This principle plays a crucial role in the short story Story of your Life by Ted Chiang. Sadly this did not make it into the movie Arrival, though I guess this is somewhat understandable, would be tough to communicate this in a Hollywood movie.
Went from starting a car analogy to this, as part of the simple car analogy:
> Now the mean square of something that deviates around an average, as you know, is always greater than the square of the mean; so the kinetic energy integral...
No, I don't know, and you lost me. I don't think it matters to me anyway.
One bit of additional intuition: Since the square of a number goes up from addition by slightly more than it goes down from subtraction, perturbations increase the average of the squares. This is why the difference between the two quantities Feynman mentions is used to measure the variance of a set of numbers.
Since that’s still not precise, let’s compare the square of the mean to the mean square for two numbers a and b.
The square of the mean is ((a+b)/2)^2=(a^2+2ab+b^2)/4
The mean of the squares is (a^2+b^2)/2
Feynman’s claim is that the second is always bigger if the numbers deviate around an average (a and b aren’t equal).
So let’s subtract the first from the second. We get (a^2-2ab+b^2)/4. The numerator is equivalent to (a-b)^2. Since a square of a real can’t be negative, when a and b are unequal the mean of the squares is always larger.

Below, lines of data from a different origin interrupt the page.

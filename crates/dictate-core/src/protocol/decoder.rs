//! Incremental decoder for the newline-delimited JSON stream.
//!
//! Data arrives from the pipe in arbitrary chunks. A chunk might be:
//! - a complete line: `{"status":"info","message":"x"}\n`
//! - a partial line: `{"status":"sta` (the rest comes later)
//! - several lines at once, possibly ending in a partial one
//!
//! The decoder buffers raw bytes and only releases segments terminated by
//! `\n`. Splitting happens on bytes, so a multi-byte UTF-8 character split
//! across two chunks is reassembled before it is decoded.

use thiserror::Error;

use super::types::ChildProcessUpdate;

/// A line that could not be turned into a [`ChildProcessUpdate`].
#[derive(Error, Debug)]
#[error("invalid protocol line {line:?}: {source}")]
pub struct DecodeError {
    pub line: String,
    #[source]
    pub source: serde_json::Error,
}

/// Parse one complete protocol line.
pub fn parse_line(line: &str) -> Result<ChildProcessUpdate, DecodeError> {
    serde_json::from_str(line).map_err(|source| DecodeError {
        line: line.to_string(),
        source,
    })
}

/// Buffer of undecoded output for one session.
#[derive(Debug, Default)]
pub struct LineDecoder {
    buffer: Vec<u8>,
}

impl LineDecoder {
    pub fn new() -> Self {
        Self::default()
    }

    /// Append a chunk and iterate over the complete lines now available.
    ///
    /// Lines are trimmed and whitespace-only lines are skipped. The iterator
    /// is lazy: lines it has not yielded yet stay buffered and come out of the
    /// next call to `feed` or [`LineDecoder::lines`].
    pub fn feed(&mut self, chunk: &[u8]) -> Lines<'_> {
        self.buffer.extend_from_slice(chunk);
        self.lines()
    }

    /// Iterate over complete lines already in the buffer.
    pub fn lines(&mut self) -> Lines<'_> {
        Lines { decoder: self }
    }

    /// Append a chunk and collect every complete line.
    pub fn decode(&mut self, chunk: &[u8]) -> Vec<String> {
        self.feed(chunk).collect()
    }

    /// Number of buffered bytes not yet released as a line.
    pub fn pending(&self) -> usize {
        self.buffer.len()
    }

    /// Take the unterminated tail, leaving the buffer empty.
    ///
    /// Returns `None` when the tail is empty or whitespace only.
    pub fn take_remainder(&mut self) -> Option<String> {
        let rest = std::mem::take(&mut self.buffer);
        let text = String::from_utf8_lossy(&rest);
        let trimmed = text.trim();
        (!trimmed.is_empty()).then(|| trimmed.to_string())
    }

    fn next_line(&mut self) -> Option<String> {
        loop {
            let newline = self.buffer.iter().position(|&b| b == b'\n')?;
            let segment: Vec<u8> = self.buffer.drain(..=newline).collect();
            let text = String::from_utf8_lossy(&segment[..newline]);
            let trimmed = text.trim();
            if !trimmed.is_empty() {
                return Some(trimmed.to_string());
            }
        }
    }
}

/// Lazy sequence of complete lines drained from a [`LineDecoder`].
pub struct Lines<'a> {
    decoder: &'a mut LineDecoder,
}

impl Iterator for Lines<'_> {
    type Item = String;

    fn next(&mut self) -> Option<String> {
        self.decoder.next_line()
    }
}

#[cfg(test)]
mod tests {
    use super::*;
    use crate::protocol::LoadingState;

    const LISTENING: &str = r#"{"status":"state_change","state":"listening"}"#;
    const READY: &str = r#"{"status":"state_change","state":"ready","payload":"hello world"}"#;

    #[test]
    fn complete_line_in_one_chunk() {
        let mut decoder = LineDecoder::new();
        let lines = decoder.decode(format!("{LISTENING}\n").as_bytes());
        assert_eq!(lines, vec![LISTENING.to_string()]);
        assert_eq!(decoder.pending(), 0);
    }

    #[test]
    fn partial_line_is_held_back() {
        let mut decoder = LineDecoder::new();
        assert!(decoder.decode(br#"{"status":"info""#).is_empty());
        assert!(decoder.pending() > 0);

        let lines = decoder.decode(b",\"message\":\"x\"}\n");
        assert_eq!(lines, vec![r#"{"status":"info","message":"x"}"#.to_string()]);
        assert_eq!(decoder.pending(), 0);
    }

    #[test]
    fn message_split_across_two_chunks() {
        let mut decoder = LineDecoder::new();
        let first = decoder.decode(format!("{LISTENING}\n{{\"sta").as_bytes());
        assert_eq!(first, vec![LISTENING.to_string()]);

        let second = decoder
            .decode(b"tus\":\"state_change\",\"state\":\"ready\",\"payload\":\"hello world\"}\n");
        assert_eq!(second, vec![READY.to_string()]);

        let update = parse_line(&second[0]).unwrap();
        assert_eq!(update.transcript().as_deref(), Some("hello world"));
    }

    #[test]
    fn multiple_messages_in_one_chunk() {
        let mut decoder = LineDecoder::new();
        let lines = decoder.decode(format!("{LISTENING}\n{READY}\n").as_bytes());
        assert_eq!(lines, vec![LISTENING.to_string(), READY.to_string()]);
    }

    #[test]
    fn same_lines_for_every_split_point() {
        let payload = format!("{LISTENING}\n\n  {READY}  \r\n{LISTENING}\n");
        let bytes = payload.as_bytes();
        let expected = vec![LISTENING.to_string(), READY.to_string(), LISTENING.to_string()];

        for first in 0..=bytes.len() {
            for second in first..=bytes.len() {
                let mut decoder = LineDecoder::new();
                let mut lines = decoder.decode(&bytes[..first]);
                lines.extend(decoder.decode(&bytes[first..second]));
                lines.extend(decoder.decode(&bytes[second..]));
                assert_eq!(lines, expected, "split at {first}/{second}");
                assert_eq!(decoder.pending(), 0);
            }
        }
    }

    #[test]
    fn byte_at_a_time() {
        let payload = format!("{LISTENING}\n{READY}\n");
        let mut decoder = LineDecoder::new();
        let mut lines = Vec::new();
        for byte in payload.as_bytes() {
            lines.extend(decoder.decode(std::slice::from_ref(byte)));
        }
        assert_eq!(lines, vec![LISTENING.to_string(), READY.to_string()]);
    }

    #[test]
    fn whitespace_lines_are_dropped() {
        let mut decoder = LineDecoder::new();
        let lines = decoder.decode(b"\n   \n\t\r\n");
        assert!(lines.is_empty());
        assert_eq!(decoder.pending(), 0);
    }

    #[test]
    fn split_utf8_character_is_reassembled() {
        let line = r#"{"status":"state_change","state":"ready","payload":"zażółć"}"#;
        let bytes = format!("{line}\n").into_bytes();
        // Split inside the two-byte encoding of 'ż'.
        let cut = line.find('ż').unwrap() + 1;

        let mut decoder = LineDecoder::new();
        assert!(decoder.decode(&bytes[..cut]).is_empty());
        let lines = decoder.decode(&bytes[cut..]);
        assert_eq!(lines, vec![line.to_string()]);
        assert_eq!(
            parse_line(&lines[0]).unwrap().transcript().as_deref(),
            Some("zażółć")
        );
    }

    #[test]
    fn unconsumed_lines_survive_until_next_pass() {
        let mut decoder = LineDecoder::new();
        let mut lines = decoder.feed(format!("{LISTENING}\n{READY}\n").as_bytes());
        assert_eq!(lines.next().as_deref(), Some(LISTENING));
        drop(lines);

        let rest: Vec<String> = decoder.lines().collect();
        assert_eq!(rest, vec![READY.to_string()]);
        assert!(decoder.lines().next().is_none());
    }

    #[test]
    fn take_remainder_returns_unterminated_tail() {
        let mut decoder = LineDecoder::new();
        decoder.decode(b"{\"status\":\"in");
        assert_eq!(decoder.take_remainder().as_deref(), Some("{\"status\":\"in"));
        assert_eq!(decoder.pending(), 0);
        assert_eq!(decoder.take_remainder(), None);
    }

    #[test]
    fn parse_line_reports_offending_line() {
        let err = parse_line("not json").unwrap_err();
        assert_eq!(err.line, "not json");
        assert!(err.to_string().contains("not json"));
    }

    #[test]
    fn parse_line_accepts_listening() {
        let update = parse_line(LISTENING).unwrap();
        assert!(matches!(
            update,
            crate::protocol::ChildProcessUpdate::StateChange {
                state: LoadingState::Listening,
                ..
            }
        ));
    }
}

You likely know that driving constant 60 is using less gas than driving 30 half and making it up with 90. While is not a square function it may be close enough for a rough real life analog to help.
I love the Feynman lectures, but I feel like he does this sort of thing all of the time. He's so keen on delivering intuition for the subject that sometimes he glosses over crucial technical details.
The problem is that to get intuition for A, you also need to have intuition for all of A's dependencies. In this case if you had good intuition for high school math the statement would be obvious, but almost nobody build that kind of intuition.
I'm guessing he's relying on common knowledge of variance here. If you know that variance is always nonnegative, and you also know that variance can be defined as (mean square - square of the mean), then it's obvious.
Suppose you have a list of N numbers x_i, whose mean is X.
The unaveraged variance,
∑_i (x_i - X)^2
is the sum of a bunch of squares, which are non-negative things, so the variance is non-negative.
Now, we can expand the square
0 ≤ ∑_i (x_i - X)^2 = ∑_i x_i^2 - 2 X ∑_i x_i + X^2 ∑_i 1
≤ N * (mean of the squares) - 2 N X^2 + X^2 N
≤ N * (mean of the squares) - N * (square of the mean)
and find
square of the mean ≤ mean of the squares
equality being saturated if and only if the list is a constant list.
Fun example/illustration of the Principle Of Least Action in another realm: when it snows, consider the tracks people leave in the snow as opposed to the paths that lie beneath: they almost always represent trajectories of least action.